Many people mistakenly judge charities based on admin costs or chief executives’ salaries, but what really matters is the change they create for the people they help: in other words, their impact. To demonstrate that your charity is really changing people’s lives, you need some way of assessing your work, or measuring your impact, to prove to supporters, funders and beneficiaries exactly what you are achieving.
But measurement remains a challenge for many charities, with pressure from commissioners and funders and resistance from frontline staff. If done well, impact measurement can be a benefit rather than a burden. In this report, we highlight six organisations at the forefront of charity impact measurement in the UK and the US. These ‘bright spots’ are committed to high quality impact measurement and have reaped the rewards of putting it into practice.
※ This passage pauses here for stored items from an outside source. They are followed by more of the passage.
//! Blocking DIAL REST client.
//!
//! A [`DialClient`] talks to one device. The application control URL is not
//! known until the device description has been fetched: the device returns
//! it in the `Application-URL` header of that response, and the client keeps
//! the first value it sees for the rest of its life.

use std::time::Duration;

use tracing::{debug, info, warn};
use ureq::Agent;
use url::Url;

use crate::errors::DialError;
use crate::model::{AppStatus, DeviceStatus};

/// Default timeout applied to every HTTP exchange with the device
pub const DEFAULT_HTTP_TIMEOUT: Duration = Duration::from_secs(10);

const APPLICATION_URL_HEADER: &str = "application-url";
const STATUS_NO_CONTENT: u16 = 204;
const STATUS_NOT_FOUND: u16 = 404;

/// Host, port and path of an HTTP endpoint on the device.
#[derive(Debug, Clone, PartialEq, Eq)]
pub struct Endpoint {
    pub scheme: String,
    pub host: String,
    pub port: u16,
    pub path: String,
}

impl Endpoint {
    /// Splits an absolute `http(s)://host[:port]/path` URL.
    pub fn parse(raw: &str) -> Result<Self, DialError> {
        let url = Url::parse(raw.trim()).map_err(|_| DialError::InvalidUrl(raw.to_string()))?;
        let host = url
            .host_str()
            .ok_or_else(|| DialError::InvalidUrl(raw.to_string()))?
            .to_string();
        let port = url
            .port_or_known_default()
            .ok_or_else(|| DialError::InvalidUrl(raw.to_string()))?;

        Ok(Endpoint {
            scheme: url.scheme().to_string(),
            host,
            port,
            path: url.path().to_string(),
        })
    }

    pub fn url(&self) -> String {
        format!("{}://{}:{}{}", self.scheme, self.host, self.port, self.path)
    }

    /// This endpoint's URL followed by `/<segment>`, with exactly one slash
    /// between them.
    pub fn join(&self, segment: &str) -> String {
        let base = self.url();
        format!(
            "{}/{}",
            base.trim_end_matches('/'),
            segment.trim_start_matches('/')
        )
    }
}

/// Result of [`DialClient::quit_app`].
#[derive(Debug, Clone, PartialEq, Eq)]
pub enum QuitOutcome {
    /// A DELETE was sent for this application
    Stopped(String),
    /// No application id could be determined, or the device reported none running
    NothingRunning,
}

/// Client for the DIAL REST service of one device.
///
/// ```rust,ignore
/// let mut client = DialClient::new("http://192.168.1.20:8008/ssdp/device-desc.xml")?;
/// let device = client.get_device_description()?;
/// client.launch_app("YouTube", Some("v=dQw4w9WgXcQ"))?;
/// ```
pub struct DialClient {
    agent: Agent,
    device: Endpoint,
    app_control: Option<Endpoint>,
}

impl DialClient {
    pub fn new(device_url: &str) -> Result<Self, DialError> {
        Self::with_timeout(device_url, DEFAULT_HTTP_TIMEOUT)
    }

    pub fn with_timeout(device_url: &str, timeout: Duration) -> Result<Self, DialError> {
        let device = Endpoint::parse(device_url)?;

        // 4xx/5xx are answers, not failures: 404 from DELETE means "not running"
        let agent: Agent = Agent::config_builder()
            .timeout_global(Some(timeout))
            .http_status_as_error(false)
            .build()
            .into();

        Ok(DialClient {
            agent,
            device,
            app_control: None,
        })
    }

    pub fn device_host(&self) -> &str {
        &self.device.host
    }

    pub fn device_port(&self) -> u16 {
        self.device.port
    }

    pub fn device_description_path(&self) -> &str {
        &self.device.path
    }

    pub fn device_url(&self) -> String {
        self.device.url()
    }

    /// Resolved application control endpoint, if the description was fetched
    pub fn app_control_url(&self) -> Option<&Endpoint> {
        self.app_control.as_ref()
    }

    /// The application control base URL, or the URL of `app_id` under it.
    pub fn app_url(&self, app_id: Option<&str>) -> Result<String, DialError> {
        let control = self.app_control.as_ref().ok_or(DialError::Uninitialized)?;
        Ok(match app_id {
            Some(id) => control.join(id),
            None => control.url(),
        })
    }

    /// Fetches and parses the device description.
    ///
    /// The first successful fetch also resolves the application control URL
    /// from the `Application-URL` response header. Later fetches leave it
    /// untouched even if the device starts announcing another one.
    pub fn get_device_description(&mut self) -> Result<DeviceStatus, DialError> {
        let url = self.device.url();
        debug!("📤 GET device description {}", url);

        let mut response = self
            .agent
            .get(&url)
            .call()
            .map_err(|e| DialError::transport(&url, e))?;

        let status = response.status().as_u16();
        if !response.status().is_success() {
            return Err(DialError::http_status(&url, status));
        }

        if self.app_control.is_none() {
            let header = response
                .headers()
                .get(APPLICATION_URL_HEADER)
                .ok_or(DialError::MissingApplicationUrl)?
                .to_str()
                .map_err(|_| DialError::InvalidUrl("<non-ASCII Application-URL>".to_string()))?;
            let endpoint = Endpoint::parse(header)?;
            info!("✅ Application URL for {} is {}", url, endpoint.url());
            self.app_control = Some(endpoint);
        }

        let body = response
            .body_mut()
            .read_to_string()
            .map_err(|e| DialError::MalformedResponse(format!("{}: {}", url, e)))?;
        debug!("📥 Device description from {} ({} bytes)", url, body.len());

        DeviceStatus::from_xml(body.as_bytes())
    }

    /// Status of `app_id`; `Ok(None)` when the device answers 204 No Content.
    pub fn get_app_status(&self, app_id: &str) -> Result<Option<AppStatus>, DialError> {
        let url = self.app_url(Some(app_id))?;
        self.fetch_app_status(&url)
    }

    fn fetch_app_status(&self, url: &str) -> Result<Option<AppStatus>, DialError> {
        debug!("📤 GET app status {}", url);
        let mut response = self
            .agent
            .get(url)
            .call()
            .map_err(|e| DialError::transport(url, e))?;

        let status = response.status().as_u16();
        if status == STATUS_NO_CONTENT {
            debug!("📥 {} answered 204, nothing running", url);
            return Ok(None);
        }

        let body = response
            .body_mut()
            .read_to_string()
            .map_err(|e| DialError::MalformedResponse(format!("{}: {}", url, e)))?;
        debug!("📥 App status from {} (HTTP {})", url, status);

        AppStatus::from_xml(body.as_bytes()).map(Some)
    }

    /// Asks the device to start `app_id`, passing `args` as the request body.
    ///
    /// Without arguments the POST carries an explicit `Content-Length: 0`.
    pub fn launch_app(&self, app_id: &str, args: Option<&str>) -> Result<(), DialError> {
        let url = self.app_url(Some(app_id))?;
        let request = self.agent.post(&url);

        let response = match args.filter(|a| !a.is_empty()) {
            Some(body) => {
                debug!("📤 POST {} ({} bytes)", url, body.len());
                request
                    .header("Content-Type", r#"text/plain; charset="utf-8""#)
                    .send(body)
            }
            None => {
                debug!("📤 POST {} (empty body)", url);
                request.header("Content-Length", "0").send_empty()
            }
        }
        .map_err(|e| DialError::transport(&url, e))?;

        let status = response.status().as_u16();
        if !response.status().is_success() {
            warn!("❌ Launch of {} refused with HTTP {}", app_id, status);
            return Err(DialError::http_status(&url, status));
        }

        match response
            .headers()
            .get("location")
            .and_then(|v| v.to_str().ok())
        {
            Some(instance) => info!("✅ Launched {} (HTTP {}) at {}", app_id, status, instance),
            None => info!("✅ Launched {} (HTTP {})", app_id, status),
        }
        Ok(())
    }

    /// Stops `app_id`, or whatever application the device reports as running.
    ///
    /// Without an id, the application control base URL is queried first and
    /// the application it names is stopped. A 404 answer to the DELETE means
    /// the application was not running.
    pub fn quit_app(&self, app_id: Option<&str>) -> Result<QuitOutcome, DialError> {
        let app_id = match app_id.filter(|id| !id.is_empty()) {
            Some(id) => id.to_string(),
            None => {
                let base = self.app_url(None)?;
                match self.fetch_app_status(&base)? {
                    Some(status) if !status.app_id.is_empty() => status.app_id,
                    _ => {
                        debug!("No running application reported by {}", base);
                        return Ok(QuitOutcome::NothingRunning);
                    }
                }
            }
        };

        let url = self.app_url(Some(&app_id))?;
        debug!("📤 DELETE {}", url);
        let response = self
            .agent
            .delete(&url)
            .call()
            .map_err(|e| DialError::transport(&url, e))?;

        let status = response.status().as_u16();
        if status == STATUS_NOT_FOUND {
            debug!("📥 {} not running (HTTP 404)", app_id);
            return Ok(QuitOutcome::NothingRunning);
        }
        if !response.status().is_success() {
            return Err(DialError::http_status(&url, status));
        }

        info!("✅ Stopped {}", app_id);
        Ok(QuitOutcome::Stopped(app_id))
    }
}

#[cfg(test)]
mod tests {
    use super::*;

    #[test]
    fn test_endpoint_parse() {
        let ep = Endpoint::parse("http://192.0.2.7:8008/ssdp/device-desc.xml").unwrap();
        assert_eq!(ep.host, "192.0.2.7");
        assert_eq!(ep.port, 8008);
        assert_eq!(ep.path, "/ssdp/device-desc.xml");
        assert_eq!(ep.url(), "http://192.0.2.7:8008/ssdp/device-desc.xml");
    }

    #[test]
    fn test_endpoint_default_port() {
        let ep = Endpoint::parse("http://tv.local/dd.xml").unwrap();
        assert_eq!(ep.port, 80);
    }

    #[test]
    fn test_endpoint_invalid() {
        assert!(matches!(
            Endpoint::parse("not a url"),
            Err(DialError::InvalidUrl(_))
        ));
        assert!(matches!(
            Endpoint::parse("mailto:someone@example.com"),
            Err(DialError::InvalidUrl(_))
        ));
    }

    #[test]
    fn test_join_uses_a_single_slash() {
        let with_slash = Endpoint::parse("http://192.0.2.7:8008/apps/").unwrap();
        let without_slash = Endpoint::parse("http://192.0.2.7:8008/apps").unwrap();
        assert_eq!(with_slash.join("YouTube"), "http://192.0.2.7:8008/apps/YouTube");
        assert_eq!(without_slash.join("YouTube"), "http://192.0.2.7:8008/apps/YouTube");
    }

    #[test]
    fn test_unresolved_client() {
        let client = DialClient::new("http://192.0.2.7:8008/dd.xml").unwrap();
        assert_eq!(client.device_host(), "192.0.2.7");
        assert_eq!(client.device_port(), 8008);
        assert_eq!(client.device_description_path(), "/dd.xml");
        assert!(client.app_control_url().is_none());
        assert_eq!(client.app_url(None), Err(DialError::Uninitialized));
        assert_eq!(client.get_app_status("YouTube"), Err(DialError::Uninitialized));
        assert_eq!(client.launch_app("YouTube", None), Err(DialError::Uninitialized));
        assert_eq!(client.quit_app(None), Err(DialError::Uninitialized));
        assert_eq!(client.quit_app(Some("YouTube")), Err(DialError::Uninitialized));
    }
}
They show that it can help to:
- Motivate and inspire frontline staff—as the Latin American Youth Center has found.
- Save staff time—the homelessness charity Edinburgh Cyrenians says its new measurement system is ‘really helpful, and there is less paperwork.’
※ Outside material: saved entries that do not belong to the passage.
//! Message queue boundary (at-least-once delivery).
//!
//! A received message stays invisible to other consumers for its visibility
//! timeout. It disappears only when acknowledged; otherwise it is redelivered
//! with an incremented receive count; deferred deliveries are not counted.
//! Receipts are per delivery, so an ack for an expired delivery is rejected.

pub mod in_memory;

use std::sync::Arc;
use std::time::Duration;

use chrono::{DateTime, Utc};
use serde::Serialize;
use thiserror::Error;

pub use in_memory::InMemoryQueue;

#[derive(Debug, Clone, Error, PartialEq, Eq)]
pub enum QueueError {
    #[error("queue unavailable: {0}")]
    Unavailable(String),

    /// The receipt belongs to an expired or already settled delivery.
    #[error("stale receipt for message {0}")]
    StaleReceipt(String),
}

/// One delivery of a queued message.
#[derive(Debug, Clone, PartialEq, Eq)]
pub struct QueueMessage {
    pub message_id: String,
    pub receipt: String,
    pub body: Vec<u8>,
    /// How many times this message has been received, this delivery included.
    pub receive_count: u32,
    pub enqueued_at: DateTime<Utc>,
}

/// A message parked on the dead-letter queue.
#[derive(Debug, Clone, PartialEq, Eq, Serialize)]
#[serde(rename_all = "camelCase")]
pub struct DeadLetterEntry {
    pub message_id: String,
    pub body: String,
    pub reason: String,
    pub receive_count: u32,
    pub dead_lettered_at: DateTime<Utc>,
}

#[async_trait::async_trait]
pub trait MessageQueue: Send + Sync {
    /// Enqueue a message body; returns its id.
    async fn send(&self, body: Vec<u8>) -> Result<String, QueueError>;

    /// Long-poll for up to `max` messages, waiting at most `wait`.
    ///
    /// Returned messages are hidden from other receivers for `visibility`.
    async fn receive(
        &self,
        max: usize,
        wait: Duration,
        visibility: Duration,
    ) -> Result<Vec<QueueMessage>, QueueError>;

    /// Remove a received message for good.
    async fn ack(&self, message: &QueueMessage) -> Result<(), QueueError>;

    /// Give a received message back, visible again after `delay`.
    async fn release(&self, message: &QueueMessage, delay: Duration) -> Result<(), QueueError>;

    /// Like `release`, but this delivery does not count toward the receive
    /// count. Used for messages handed back unprocessed.
    async fn defer(&self, message: &QueueMessage, delay: Duration) -> Result<(), QueueError>;

    /// Copy a message to the dead-letter queue. The caller still acks it.
    async fn dead_letter(&self, message: &QueueMessage, reason: &str) -> Result<(), QueueError>;
}

#[async_trait::async_trait]
impl<Q> MessageQueue for Arc<Q>
where
    Q: MessageQueue + ?Sized,
{
    async fn send(&self, body: Vec<u8>) -> Result<String, QueueError> {
        (**self).send(body).await
    }

    async fn receive(
        &self,
        max: usize,
        wait: Duration,
        visibility: Duration,
    ) -> Result<Vec<QueueMessage>, QueueError> {
        (**self).receive(max, wait, visibility).await
    }

    async fn ack(&self, message: &QueueMessage) -> Result<(), QueueError> {
        (**self).ack(message).await
    }

    async fn release(&self, message: &QueueMessage, delay: Duration) -> Result<(), QueueError> {
        (**self).release(message, delay).await
    }

    async fn defer(&self, message: &QueueMessage, delay: Duration) -> Result<(), QueueError> {
        (**self).defer(message, delay).await
    }

    async fn dead_letter(&self, message: &QueueMessage, reason: &str) -> Result<(), QueueError> {
        (**self).dead_letter(message, reason).await
    }
}
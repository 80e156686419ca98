use std::collections::{BTreeMap, HashMap};
use std::sync::Mutex;
use std::time::Duration;

use chrono::{DateTime, Utc};
use tokio::sync::Notify;
use tokio::time::Instant;
use uuid::Uuid;

use super::{DeadLetterEntry, MessageQueue, QueueError, QueueMessage};

#[derive(Debug)]
struct Entry {
    message_id: String,
    body: Vec<u8>,
    receive_count: u32,
    visible_at: Instant,
    receipt: Option<String>,
    enqueued_at: DateTime<Utc>,
}

#[derive(Debug, Default)]
struct State {
    next_seq: u64,
    /// Keyed by enqueue sequence so receive order is FIFO among visible messages.
    entries: BTreeMap<u64, Entry>,
    acks: HashMap<String, u32>,
    dead_letters: Vec<DeadLetterEntry>,
}

impl State {
    fn find_delivery(&mut self, message: &QueueMessage) -> Result<u64, QueueError> {
        self.entries
            .iter()
            .find(|(_, e)| {
                e.message_id == message.message_id
                    && e.receipt.as_deref() == Some(message.receipt.as_str())
            })
            .map(|(seq, _)| *seq)
            .ok_or_else(|| QueueError::StaleReceipt(message.message_id.clone()))
    }
}

/// In-process queue with visibility timeouts.
///
/// Intended for tests/dev and for single-process deployments fed through
/// the HTTP surface.
#[derive(Debug, Default)]
pub struct InMemoryQueue {
    state: Mutex<State>,
    notify: Notify,
}

impl InMemoryQueue {
    pub fn new() -> Self {
        Self::default()
    }

    fn lock(&self) -> Result<std::sync::MutexGuard<'_, State>, QueueError> {
        self.state
            .lock()
            .map_err(|_| QueueError::Unavailable("lock poisoned".to_string()))
    }

    /// Messages not yet acknowledged (visible or in flight).
    pub fn len(&self) -> usize {
        self.lock().map(|s| s.entries.len()).unwrap_or(0)
    }

    pub fn is_empty(&self) -> bool {
        self.len() == 0
    }

    /// How many times a message was acknowledged.
    pub fn ack_count(&self, message_id: &str) -> u32 {
        self.lock()
            .map(|s| s.acks.get(message_id).copied().unwrap_or(0))
            .unwrap_or(0)
    }

    pub fn dead_letters(&self) -> Vec<DeadLetterEntry> {
        self.lock().map(|s| s.dead_letters.clone()).unwrap_or_default()
    }

    /// Receive count of an unacknowledged message.
    pub fn receive_count(&self, message_id: &str) -> Option<u32> {
        self.lock().ok().and_then(|s| {
            s.entries
                .values()
                .find(|e| e.message_id == message_id)
                .map(|e| e.receive_count)
        })
    }

    fn give_back(
        &self,
        message: &QueueMessage,
        delay: Duration,
        uncount: bool,
    ) -> Result<(), QueueError> {
        {
            let mut state = self.lock()?;
            let seq = state.find_delivery(message)?;
            if let Some(entry) = state.entries.get_mut(&seq) {
                entry.receipt = None;
                entry.visible_at = Instant::now() + delay;
                if uncount {
                    entry.receive_count = entry.receive_count.saturating_sub(1);
                }
            }
        }
        self.notify.notify_waiters();
        Ok(())
    }

    fn take_visible(
        &self,
        max: usize,
        visibility: Duration,
    ) -> Result<(Vec<QueueMessage>, Option<Instant>), QueueError> {
        let mut state = self.lock()?;
        let now = Instant::now();
        let mut batch = Vec::new();
        let mut next_visible: Option<Instant> = None;

        for entry in state.entries.values_mut() {
            if entry.visible_at > now {
                next_visible = Some(next_visible.map_or(entry.visible_at, |n| n.min(entry.visible_at)));
                continue;
            }
            if batch.len() >= max {
                break;
            }

            let receipt = Uuid::now_v7().to_string();
            entry.receipt = Some(receipt.clone());
            entry.receive_count += 1;
            entry.visible_at = now + visibility;
            batch.push(QueueMessage {
                message_id: entry.message_id.clone(),
                receipt,
                body: entry.body.clone(),
                receive_count: entry.receive_count,
                enqueued_at: entry.enqueued_at,
            });
        }
        Ok((batch, next_visible))
    }
}

#[async_trait::async_trait]
impl MessageQueue for InMemoryQueue {
    async fn send(&self, body: Vec<u8>) -> Result<String, QueueError> {
        let message_id = Uuid::now_v7().to_string();
        {
            let mut state = self.lock()?;
            let seq = state.next_seq;
            state.next_seq += 1;
            state.entries.insert(
                seq,
                Entry {
                    message_id: message_id.clone(),
                    body,
                    receive_count: 0,
                    visible_at: Instant::now(),
                    receipt: None,
                    enqueued_at: Utc::now(),
                },
            );
        }
        self.notify.notify_waiters();
        Ok(message_id)
    }

    async fn receive(
        &self,
        max: usize,
        wait: Duration,
        visibility: Duration,
    ) -> Result<Vec<QueueMessage>, QueueError> {
        let max = max.max(1);
        let deadline = Instant::now() + wait;

        loop {
            // Register interest before looking, so a send in between is not missed.
            let notified = self.notify.notified();
            tokio::pin!(notified);
            notified.as_mut().enable();

            let (batch, next_visible) = self.take_visible(max, visibility)?;
            if !batch.is_empty() {
                return Ok(batch);
            }
            if Instant::now() >= deadline {
                return Ok(batch);
            }

            let wake_at = next_visible.map_or(deadline, |at| at.min(deadline));
            tokio::select! {
                _ = &mut notified => {}
                _ = tokio::time::sleep_until(wake_at) => {}
            }
        }
    }

    async fn ack(&self, message: &QueueMessage) -> Result<(), QueueError> {
        let mut state = self.lock()?;
        let seq = state.find_delivery(message)?;
        state.entries.remove(&seq);
        *state.acks.entry(message.message_id.clone()).or_default() += 1;
        Ok(())
    }

    async fn release(&self, message: &QueueMessage, delay: Duration) -> Result<(), QueueError> {
        self.give_back(message, delay, false)
    }

    async fn defer(&self, message: &QueueMessage, delay: Duration) -> Result<(), QueueError> {
        self.give_back(message, delay, true)
    }

    async fn dead_letter(&self, message: &QueueMessage, reason: &str) -> Result<(), QueueError> {
        let mut state = self.lock()?;
        state.find_delivery(message)?;
        state.dead_letters.push(DeadLetterEntry {
            message_id: message.message_id.clone(),
            body: String::from_utf8_lossy(&message.body).into_owned(),
            reason: reason.to_string(),
            receive_count: message.receive_count,
            dead_lettered_at: Utc::now(),
        });
        Ok(())
    }
}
- Improve services for beneficiaries—the chief executive of WRVS says, ‘Before the evaluation, our hospital cafés were seen as revenue raisers. Now they are seen as fundamental to the service we deliver—an opportunity to engage with millions of older people at a time of difficulty and stress.’
- Influence the debate on ‘what works’—after the Brandon Centre piloted a new therapeutic approach to working with troubled teenagers, the government is now running the biggest ever trial of the therapy.
- Raise their profile—as The Diana, Princess of Wales Memorial Fund has found as a result of sharing its findings.
- Secure funding—Pathway, a homeless healthcare charity, has secured nearly £1m of funding in 2010/2011, which they say is ‘clear evidence of the benefits of evaluation.’
We use our six bright spots to give other charities examples to emulate. Rather than promoting ideal best practice as defined by academics or researchers, we are promoting real good practice, looking at the experience of charities and funders, including small, front-line organisations. We show that impact measurement really is accessible for most organisations, and that it can be done in a way that is proportionate to their size. Our bright spots show that with the right people, support and systems, any charity, big or small, can do impact measurement well.
Charities and funders make a difference to people’s lives in countless ways. But just knowing you are probably making some kind of difference isn’t enough: you need to know what difference you are making, how much it is and how it happens.